OT safety has usually adopted the Purdue Enterprise Reference Architecture (PERA) mannequin to determine the place to put sturdy entry management layers and do segmentation. This mannequin, which dates to the Nineties, splits enterprise IT and OT networks into six useful ranges.

Stage 0 is the tools that straight influences bodily processes and contains issues like valves, motors, actuators, and sensors.

Stage 1 or the Primary Management layer contains discipline controllers equivalent to programmable logic controllers (PLCs) and distant terminal models (RTUs) that management these sensors, valves, and actuators primarily based on logic (applications) uploaded to them by engineers.

Stage 2 is the supervisory management layer which incorporates supervisory management and information acquisition (SCADA) programs that gather and act upon the information acquired from the Stage 1 controllers.

Stage 3 is the location management layer and contains programs that straight help a plant’s operations equivalent to database servers, software servers, human-machine interfaces, engineering workstations which are used to program discipline controllers and extra. That is usually known as the Management Middle and linked to a company’s common IT enterprise community (Stage 4) by way of a demilitarized zone (DMZ).

It’s on this DMZ the place organizations have targeted their perimeter safety efforts to have a robust segmentation between the IT and OT components of their networks. Further controls are usually put in place between Stage 3 and Stage 2, to guard discipline gadgets from intrusions into the management facilities.

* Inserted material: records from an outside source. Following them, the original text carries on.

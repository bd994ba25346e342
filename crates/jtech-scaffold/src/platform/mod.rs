//! Target platforms and their configuration records

pub mod configure;
pub mod patch;

use std::fmt;

pub use configure::configure_platforms;
pub use patch::patch_field;

/// Supported target platforms, in menu order.
#[derive(Debug, Clone, Copy, PartialEq, Eq, Hash)]
pub enum Platform {
    Android,
    Ios,
    Web,
    Windows,
    Macos,
    Linux,
}

impl Platform {
    pub const ALL: [Platform; 6] = [
        Platform::Android,
        Platform::Ios,
        Platform::Web,
        Platform::Windows,
        Platform::Macos,
        Platform::Linux,
    ];

    /// Lowercase token used for flags, `flutter create --platforms=` and
    /// the subdirectory name.
    pub fn tag(&self) -> &'static str {
        match self {
            Platform::Android => "android",
            Platform::Ios => "ios",
            Platform::Web => "web",
            Platform::Windows => "windows",
            Platform::Macos => "macos",
            Platform::Linux => "linux",
        }
    }

    pub fn display_name(&self) -> &'static str {
        match self {
            Platform::Android => "Android",
            Platform::Ios => "iOS",
            Platform::Web => "Web",
            Platform::Windows => "Windows",
            Platform::Macos => "macOS",
            Platform::Linux => "Linux",
        }
    }

    pub fn from_tag(tag: &str) -> Option<Platform> {
        Platform::ALL
            .into_iter()
            .find(|p| p.tag().eq_ignore_ascii_case(tag.trim()))
    }

    /// 1-based index into the interactive menu.
    pub fn from_menu_index(index: usize) -> Option<Platform> {
        (1..=Platform::ALL.len())
            .contains(&index)
            .then(|| Platform::ALL[index - 1])
    }

    /// Whether the platform carries a reverse-domain identifier (Android
    /// package name, iOS/macOS bundle id).
    pub fn has_org_id(&self) -> bool {
        matches!(self, Platform::Android | Platform::Ios | Platform::Macos)
    }
}

impl fmt::Display for Platform {
    fn fmt(&self, f: &mut fmt::Formatter<'_>) -> fmt::Result {
        write!(f, "{}", self.display_name())
    }
}

/// Web renderer choice.
#[derive(Debug, Clone, Copy, PartialEq, Eq)]
pub enum WebRenderer {
    Html,
    CanvasKit,
}

impl WebRenderer {
    pub fn as_str(&self) -> &'static str {
        match self {
            WebRenderer::Html => "html",
            WebRenderer::CanvasKit => "canvaskit",
        }
    }

    pub fn parse(value: &str) -> Option<WebRenderer> {
        match value.trim().to_ascii_lowercase().as_str() {
            "html" => Some(WebRenderer::Html),
            "canvaskit" => Some(WebRenderer::CanvasKit),
            _ => None,
        }
    }
}

/// Source language forwarded to `flutter create` for fresh subprojects.
#[derive(Debug, Clone, Copy, PartialEq, Eq)]
pub enum CreateLanguage {
    Kotlin,
    Java,
    Swift,
    ObjectiveC,
}

impl CreateLanguage {
    pub fn as_str(&self) -> &'static str {
        match self {
            CreateLanguage::Kotlin => "kotlin",
            CreateLanguage::Java => "java",
            CreateLanguage::Swift => "swift",
            CreateLanguage::ObjectiveC => "objc",
        }
    }

    pub fn parse_android(value: &str) -> Option<CreateLanguage> {
        match value.trim().to_ascii_lowercase().as_str() {
            "kotlin" => Some(CreateLanguage::Kotlin),
            "java" => Some(CreateLanguage::Java),
            _ => None,
        }
    }

    pub fn parse_ios(value: &str) -> Option<CreateLanguage> {
        match value.trim().to_ascii_lowercase().as_str() {
            "swift" => Some(CreateLanguage::Swift),
            "objective-c" | "objc" => Some(CreateLanguage::ObjectiveC),
            _ => None,
        }
    }
}

/// Per-platform configuration record.
///
/// All fields are optional: a platform selected without extra input keeps
/// an empty record and only gets its subproject created.
#[derive(Debug, Clone, Default, PartialEq, Eq)]
pub struct PlatformConfig {
    /// Reverse-domain identifier: package name (Android) or bundle id
    /// (iOS/macOS).
    pub org_id: Option<String>,
    /// Renderer choice, Web only. Informational: printed, never written.
    pub renderer: Option<WebRenderer>,
    /// Language forwarded to `flutter create`, Android/iOS only.
    pub language: Option<CreateLanguage>,
}

/// Ordered platform -> config mapping; iteration order is selection order.
#[derive(Debug, Clone, Default)]
pub struct PlatformSelection {
    entries: Vec<(Platform, PlatformConfig)>,
}

impl PlatformSelection {
    pub fn new() -> Self {
        Self::default()
    }

    /// Add or replace a platform's configuration, keeping first-selection
    /// order for platforms named twice.
    pub fn insert(&mut self, platform: Platform, config: PlatformConfig) {
        match self.entries.iter_mut().find(|(p, _)| *p == platform) {
            Some((_, existing)) => *existing = config,
            None => self.entries.push((platform, config)),
        }
    }

    pub fn iter(&self) -> impl Iterator<Item = &(Platform, PlatformConfig)> {
        self.entries.iter()
    }

    pub fn len(&self) -> usize {
        self.entries.len()
    }

    pub fn is_empty(&self) -> bool {
        self.entries.is_empty()
    }
}
//! Reveal the project directory in the OS file manager

use anyhow::{Context, Result};
use std::path::Path;

/// Open `dir` with the native file manager. Callers treat a failure as
/// informational, never fatal.
pub fn open_project_dir(dir: &Path) -> Result<()> {
    open::that(dir).with_context(|| format!("Failed to open directory: {}", dir.display()))
}
//! External command execution
//!
//! Two modes, matching how the tool talks to the SDK CLI:
//!
//! - **streaming**: relay child output line by line while waiting for the
//!   process; one reader task per stream so a full pipe buffer on either
//!   stream can never deadlock the child. Both readers are joined before
//!   the call returns, so no relay outlives the command.
//! - **captured**: run to completion and hand back the collected output.
//!
//! Neither mode has a timeout or retry: every invocation blocks until the
//! child exits.

use anyhow::{Context, Result};
use colored::Colorize;
use std::ffi::OsStr;
use std::path::Path;
use std::process::Stdio;
use tokio::io::{AsyncBufReadExt, AsyncRead, BufReader};
use tokio::process::Command;

/// Collected output of a captured run.
#[derive(Debug, Clone)]
pub struct CommandOutput {
    pub success: bool,
    pub exit_code: Option<i32>,
    pub stdout: String,
    pub stderr: String,
}

fn display_command(program: &OsStr, args: &[&str]) -> String {
    let mut parts = vec![program.to_string_lossy().into_owned()];
    parts.extend(args.iter().map(|a| a.to_string()));
    parts.join(" ")
}

/// Run a command in `cwd`, relaying its output as it arrives.
///
/// Lines from stdout and stderr keep their order within each stream, but
/// the two streams interleave arbitrarily. Returns `Ok(false)` on a
/// non-zero exit (already reported to the user); `Err` only when the
/// process could not be spawned or waited on.
pub async fn run_streaming(program: &Path, args: &[&str], cwd: &Path) -> Result<bool> {
    let command_line = display_command(program.as_os_str(), args);
    println!();
    println!("{} {}", "Running:".dimmed(), command_line.yellow());

    let mut child = Command::new(program)
        .args(args)
        .current_dir(cwd)
        .stdout(Stdio::piped())
        .stderr(Stdio::piped())
        .spawn()
        .with_context(|| format!("Failed to start command: {command_line}"))?;

    let stdout = child.stdout.take().context("Failed to capture stdout")?;
    let stderr = child.stderr.take().context("Failed to capture stderr")?;

    let stdout_task = tokio::spawn(relay_lines(stdout, false));
    let stderr_task = tokio::spawn(relay_lines(stderr, true));

    let status = child
        .wait()
        .await
        .with_context(|| format!("Failed to wait for command: {command_line}"))?;

    // Drain both relays before reporting, so no output trails the result.
    let _ = stdout_task.await;
    let _ = stderr_task.await;

    if status.success() {
        Ok(true)
    } else {
        eprintln!(
            "{}",
            format!(
                "Command failed with exit code {}: {command_line}",
                status.code().unwrap_or(-1)
            )
            .red()
        );
        Ok(false)
    }
}

async fn relay_lines<R: AsyncRead + Unpin>(stream: R, is_stderr: bool) {
    let mut lines = BufReader::new(stream).lines();
    loop {
        match lines.next_line().await {
            Ok(Some(line)) if is_stderr => eprintln!("  {}", line.yellow()),
            Ok(Some(line)) => println!("  {line}"),
            Ok(None) => break,
            Err(e) => {
                let name = if is_stderr { "stderr" } else { "stdout" };
                eprintln!("{} {}", format!("Error reading {name}:").red(), e);
                break;
            }
        }
    }
}

/// Run a command to completion, capturing its output in full.
///
/// `Err` only when the process could not be spawned; a non-zero exit is
/// reported through [`CommandOutput::success`] with the captured stderr.
pub async fn run_captured(program: &Path, args: &[&str], cwd: Option<&Path>) -> Result<CommandOutput> {
    let mut command = Command::new(program);
    command.args(args);
    if let Some(dir) = cwd {
        command.current_dir(dir);
    }

    let output = command.output().await.with_context(|| {
        format!(
            "Failed to run command: {}",
            display_command(program.as_os_str(), args)
        )
    })?;

    Ok(CommandOutput {
        success: output.status.success(),
        exit_code: output.status.code(),
        stdout: String::from_utf8_lossy(&output.stdout).into_owned(),
        stderr: String::from_utf8_lossy(&output.stderr).into_owned(),
    })
}
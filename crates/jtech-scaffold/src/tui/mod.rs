//! CLI prompts using cliclack (Charm-style inline prompts)
//!
//! This module is optional and only available when the `tui` feature is enabled.

mod prompts;

pub use prompts::{run, CreateArgs};
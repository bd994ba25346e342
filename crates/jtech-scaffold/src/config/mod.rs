//! Project configuration and the placeholder replacement map

pub mod validate;

use std::path::PathBuf;

pub use validate::ValidationError;

/// Placeholder tokens embedded in the template files.
///
/// Each marker is replaced literally (no regex) by the matching
/// [`ProjectConfig`] value during substitution.
pub const TOKEN_PROJECT_NAME: &str = "${jtech_base_project_name}$";
pub const TOKEN_APP_NAME: &str = "${jtech_base_app_name}$";
pub const TOKEN_DB_NAME: &str = "${jtech_base_db_name}$";
pub const TOKEN_DEV_URL: &str = "${jtech_base_dev_url}$";
pub const TOKEN_PROD_URL: &str = "${jtech_base_prod_url}$";
pub const TOKEN_DESCRIPTION: &str = "${jtech_base_description}$";

/// Raw values gathered from flags or prompts, before defaults are applied.
#[derive(Debug, Clone, Default)]
pub struct ProjectInput {
    pub project_name: String,
    pub app_name: Option<String>,
    pub db_name: Option<String>,
    pub dev_url: String,
    pub prod_url: Option<String>,
    pub description: Option<String>,
    pub target_dir: PathBuf,
    pub flutter_bin: Option<PathBuf>,
    /// `Some` when the flag path decided; `None` means "ask at the end".
    pub open_when_finish: Option<bool>,
}

/// Fully resolved project configuration.
///
/// Built exactly once by the input collector and passed by reference to
/// every downstream step; nothing mutates it afterwards.
#[derive(Debug, Clone)]
pub struct ProjectConfig {
    /// Identifier-safe project name (`^[A-Za-z0-9_]+$`).
    pub project_name: String,
    /// Display name of the application; defaults to the project name.
    pub app_name: String,
    /// Identifier-safe database name; defaults to the project name.
    pub db_name: String,
    /// Development API endpoint (IP literal or http(s) URL).
    pub dev_url: String,
    /// Production API endpoint; defaults to the development endpoint.
    pub prod_url: String,
    /// Free-form description; defaults to the empty string.
    pub description: String,
    /// Directory the project is created under (already exists at this point).
    pub target_dir: PathBuf,
    /// `target_dir/project_name`.
    pub project_dir: PathBuf,
    /// Optional Flutter SDK bin directory; `None` means use `$PATH`.
    pub flutter_bin: Option<PathBuf>,
    /// Whether to reveal the project directory when done.
    pub open_when_finish: Option<bool>,
}

impl ProjectConfig {
    /// Apply the documented defaults: app name and db name fall back to the
    /// project name, the production URL falls back to the development URL,
    /// and the description falls back to empty.
    pub fn resolve(input: ProjectInput) -> Self {
        let project_dir = input.target_dir.join(&input.project_name);
        let app_name = input
            .app_name
            .filter(|s| !s.is_empty())
            .unwrap_or_else(|| input.project_name.clone());
        let db_name = input
            .db_name
            .filter(|s| !s.is_empty())
            .unwrap_or_else(|| input.project_name.clone());
        let prod_url = input
            .prod_url
            .filter(|s| !s.is_empty())
            .unwrap_or_else(|| input.dev_url.clone());

        Self {
            project_name: input.project_name,
            app_name,
            db_name,
            dev_url: input.dev_url,
            prod_url,
            description: input.description.unwrap_or_default(),
            target_dir: input.target_dir,
            project_dir,
            flutter_bin: input.flutter_bin,
            open_when_finish: input.open_when_finish,
        }
    }
}

/// The six token -> value pairs consumed by the substitution engine.
///
/// Built once from a resolved [`ProjectConfig`], never persisted.
#[derive(Debug, Clone)]
pub struct ReplacementMap {
    entries: Vec<(&'static str, String)>,
}

impl ReplacementMap {
    pub fn from_config(config: &ProjectConfig) -> Self {
        Self {
            entries: vec![
                (TOKEN_PROJECT_NAME, config.project_name.clone()),
                (TOKEN_APP_NAME, config.app_name.clone()),
                (TOKEN_DB_NAME, config.db_name.clone()),
                (TOKEN_DEV_URL, config.dev_url.clone()),
                (TOKEN_PROD_URL, config.prod_url.clone()),
                (TOKEN_DESCRIPTION, config.description.clone()),
            ],
        }
    }

    /// Replace every occurrence of every token in `content`.
    ///
    /// Tokens are distinct literal markers, so the replacement order does
    /// not matter as long as no value contains a token itself.
    pub fn apply(&self, content: &str) -> String {
        self.entries
            .iter()
            .fold(content.to_string(), |acc, (token, value)| {
                acc.replace(token, value)
            })
    }

    pub fn len(&self) -> usize {
        self.entries.len()
    }

    pub fn is_empty(&self) -> bool {
        self.entries.is_empty()
    }
}
//! TasteRank Service - Personalized Recommendation Serving
//!
//! Port: 8082
//! Loads the trained model artifact at startup and refuses to start without
//! a valid one; serving is read-only against the published model bundle.

use actix_web::{web, App, HttpServer};
use anyhow::Context;
use std::sync::Arc;
use tasterank_core::config::{load_dotenv, ConfigLoader};
use tasterank_engine::{load_artifact, server, AppState, ModelState, ServiceConfig, ServingModel};
use tracing::info;

#[actix_web::main]
async fn main() -> anyhow::Result<()> {
    load_dotenv();
    tracing_subscriber::fmt()
        .with_max_level(tracing::Level::INFO)
        .json()
        .init();

    info!("Starting TasteRank service");

    let config = ServiceConfig::from_env()?;
    config.validate()?;

    let (store, model) = load_artifact(&config.model_path)
        .context("refusing to start serving without a valid model artifact")?;
    info!(
        users = store.n_users(),
        items = store.n_items(),
        factors = model.factor_count(),
        "Model artifact loaded"
    );

    let state = web::Data::new(AppState {
        models: Arc::new(ModelState::new(ServingModel { store, model })),
        config: config.clone(),
    });

    let bind_addr = format!("{}:{}", config.host, config.port);
    info!("TasteRank service listening on {}", bind_addr);

    let mut http_server = HttpServer::new(move || {
        App::new()
            .app_data(state.clone())
            .route("/health", web::get().to(server::health_check))
            .configure(server::configure_routes)
    });
    if let Some(workers) = config.workers {
        http_server = http_server.workers(workers);
    }
    http_server.bind(&bind_addr)?.run().await?;

    Ok(())
}
//! TasteRank Recommendation Engine
//!
//! Latent-factor matrix factorization over explicit review ratings, plus the
//! serving pieces around it: identifier interning, sparse rating storage,
//! SGD training, top-N recommendation, versioned model persistence, and the
//! HTTP endpoint.
//!
//! Data flow: cleaned rating rows -> [`RatingStore`] (with both
//! [`IdIndex`]es) -> [`SvdTrainer`] -> [`FactorModel`] -> [`Recommender`]
//! -> ranked raw item ids.

pub mod artifact;
pub mod config;
pub mod data;
pub mod index;
pub mod model;
pub mod ratings;
pub mod recommender;
pub mod server;
pub mod state;
pub mod trainer;

// Re-export key types
pub use artifact::{load_artifact, save_artifact};
pub use config::{ServiceConfig, TrainingJobConfig};
pub use data::load_ratings_csv;
pub use index::{IdIndex, Namespace};
pub use model::FactorModel;
pub use ratings::{Rating, RatingRow, RatingStore};
pub use recommender::Recommender;
pub use server::{AppState, RecommendationResponse};
pub use state::{ModelState, ServingModel};
pub use trainer::{SvdConfig, SvdTrainer};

Nonetheless, some organizations can have distant industrial installations that they want to hook up with their central management facilities. That is extra frequent in industries equivalent to gasoline and oil the place operators have a number of oil fields and gasoline wells in exploitation at completely different places, but it surely’s additionally prevalent in different industries. These hyperlinks between distant Stage 0-2 gadgets and Stage 3 management programs are sometimes supplied by industrial mobile gateways or industrial Wi-Fi entry factors.

These industrial wi-fi IoT gadgets can converse to discipline gadgets over a number of protocols, equivalent to Modbus and DNP3, after which join again to the group’s management heart by way of the web by utilizing numerous safe communication mechanisms like VPN. Many machine producers additionally present cloud-based administration interfaces for industrial asset house owners to handle their gadgets remotely.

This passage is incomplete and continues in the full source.